Data in this exercise section start

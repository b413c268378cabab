//! Mutate-verify-commit cycle over scratch projects.

use std::path::{Path, PathBuf};

use janitor_core::features::mutation::{EntryStatus, SessionManifest};
use janitor_core::{LanguageSelector, Orchestrator, RunOptions, Verdict};
use tempfile::TempDir;

fn write(root: &Path, rel: &str, content: &str) -> PathBuf {
    let path = root.join(rel);
    if let Some(parent) = path.parent() {
        std::fs::create_dir_all(parent).unwrap();
    }
    std::fs::write(&path, content).unwrap();
    path
}

const APP: &str = "def used():\n    return 1\n\ndef unused_helper():\n    return 2\n";
const MAIN: &str = "from app import used\n\nif __name__ == \"__main__\":\n    used()\n";

fn orchestrator(root: &Path, test_command: &str) -> Orchestrator {
    Orchestrator::new(
        RunOptions::new(root, LanguageSelector::Python).with_test_command(test_command),
    )
    .unwrap()
}

#[test]
fn clean_commits_when_tests_stay_green() {
    let dir = TempDir::new().unwrap();
    let app = write(dir.path(), "app.py", APP);
    write(dir.path(), "main.py", MAIN);

    let report = orchestrator(dir.path(), "true").clean().unwrap();
    assert_eq!(report.verdict, Verdict::Success);
    assert_eq!(report.verdict.exit_code(), 0);
    let mutation = report.mutation.unwrap();
    assert_eq!(mutation.symbols_removed, 1);

    let mutated = std::fs::read_to_string(&app).unwrap();
    assert!(!mutated.contains("unused_helper"));
    assert!(mutated.contains("def used"));

    // backups deleted, manifest persisted as committed
    let session_dir = dir
        .path()
        .join(".janitor_trash")
        .join(report.session_id.unwrap());
    let manifest = SessionManifest::load(&session_dir).unwrap();
    assert!(manifest.entries.iter().all(|e| e.status == EntryStatus::Committed));
    assert!(manifest.entries.iter().all(|e| !e.backup.exists()));
}

#[test]
fn clean_rolls_back_on_new_test_failure() {
    let dir = TempDir::new().unwrap();
    let app = write(dir.path(), "app.py", APP);
    write(dir.path(), "main.py", MAIN);
    // Fails once the symbol disappears: a stand-in for a regressing suite.
    write(
        dir.path(),
        "check.sh",
        "#!/bin/sh\nif grep -q unused_helper app.py; then\n  exit 0\nelse\n  echo \"FAILED tests/test_app.py::test_symbol_present\"\n  exit 1\nfi\n",
    );

    let original = std::fs::read(&app).unwrap();
    let report = orchestrator(dir.path(), "sh check.sh").clean().unwrap();

    assert_eq!(report.verdict, Verdict::RolledBack);
    assert_eq!(report.verdict.exit_code(), 1);
    assert!(report
        .new_failures
        .contains("tests/test_app.py::test_symbol_present"));

    // every touched file byte-identical to its pre-mutation state
    assert_eq!(std::fs::read(&app).unwrap(), original);

    let session_dir = dir
        .path()
        .join(".janitor_trash")
        .join(report.session_id.unwrap());
    let manifest = SessionManifest::load(&session_dir).unwrap();
    assert!(manifest
        .entries
        .iter()
        .all(|e| e.status == EntryStatus::RolledBack));
}

#[test]
fn clean_without_findings_creates_no_trash_directory() {
    let dir = TempDir::new().unwrap();
    write(
        dir.path(),
        "main.py",
        "def main():\n    pass\n\nif __name__ == \"__main__\":\n    main()\n",
    );

    let report = orchestrator(dir.path(), "true").clean().unwrap();
    assert_eq!(report.verdict, Verdict::Success);
    assert!(report.session_id.is_none());
    assert!(!dir.path().join(".janitor_trash").exists());
}

#[test]
fn dry_run_reports_without_mutating() {
    let dir = TempDir::new().unwrap();
    let app = write(dir.path(), "app.py", APP);
    write(dir.path(), "main.py", MAIN);

    let options = RunOptions::new(dir.path(), LanguageSelector::Python)
        .with_test_command("true")
        .with_dry_run(true);
    let report = Orchestrator::new(options).unwrap().clean().unwrap();

    assert_eq!(report.verdict, Verdict::Flagged);
    assert!(report.mutation.is_none());
    assert_eq!(std::fs::read_to_string(&app).unwrap(), APP);
    assert!(!dir.path().join(".janitor_trash").exists());
}

#[test]
fn clean_deletes_orphan_files_and_restores_them_on_failure() {
    let dir = TempDir::new().unwrap();
    write(
        dir.path(),
        "main.py",
        "def main():\n    pass\n\nif __name__ == \"__main__\":\n    main()\n",
    );
    let orphan = write(dir.path(), "forgotten.py", "def old():\n    return 0\n");
    write(
        dir.path(),
        "check.sh",
        "#!/bin/sh\nif [ -f forgotten.py ]; then\n  exit 0\nelse\n  echo \"FAILED tests/test_app.py::test_needs_forgotten\"\n  exit 1\nfi\n",
    );

    let report = orchestrator(dir.path(), "sh check.sh").clean().unwrap();
    assert_eq!(report.verdict, Verdict::RolledBack);
    assert!(orphan.exists());
    assert_eq!(
        std::fs::read_to_string(&orphan).unwrap(),
        "def old():\n    return 0\n"
    );
}

#[test]
fn clean_commits_orphan_deletion_when_tests_pass() {
    let dir = TempDir::new().unwrap();
    write(
        dir.path(),
        "main.py",
        "def main():\n    pass\n\nif __name__ == \"__main__\":\n    main()\n",
    );
    let orphan = write(dir.path(), "forgotten.py", "def old():\n    return 0\n");

    let report = orchestrator(dir.path(), "true").clean().unwrap();
    assert_eq!(report.verdict, Verdict::Success);
    assert_eq!(report.orphans_deleted, 1);
    assert!(!orphan.exists());
}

Data in this exercise section end

## Instructions for the task
Pick every line containing the word "const" out of the material, and copy those lines.

## Result of this exercise
const APP: &str = "def used():\n    return 1\n\ndef unused_helper():\n    return 2\n";
const MAIN: &str = "from app import used\n\nif __name__ == \"__main__\":\n    used()\n";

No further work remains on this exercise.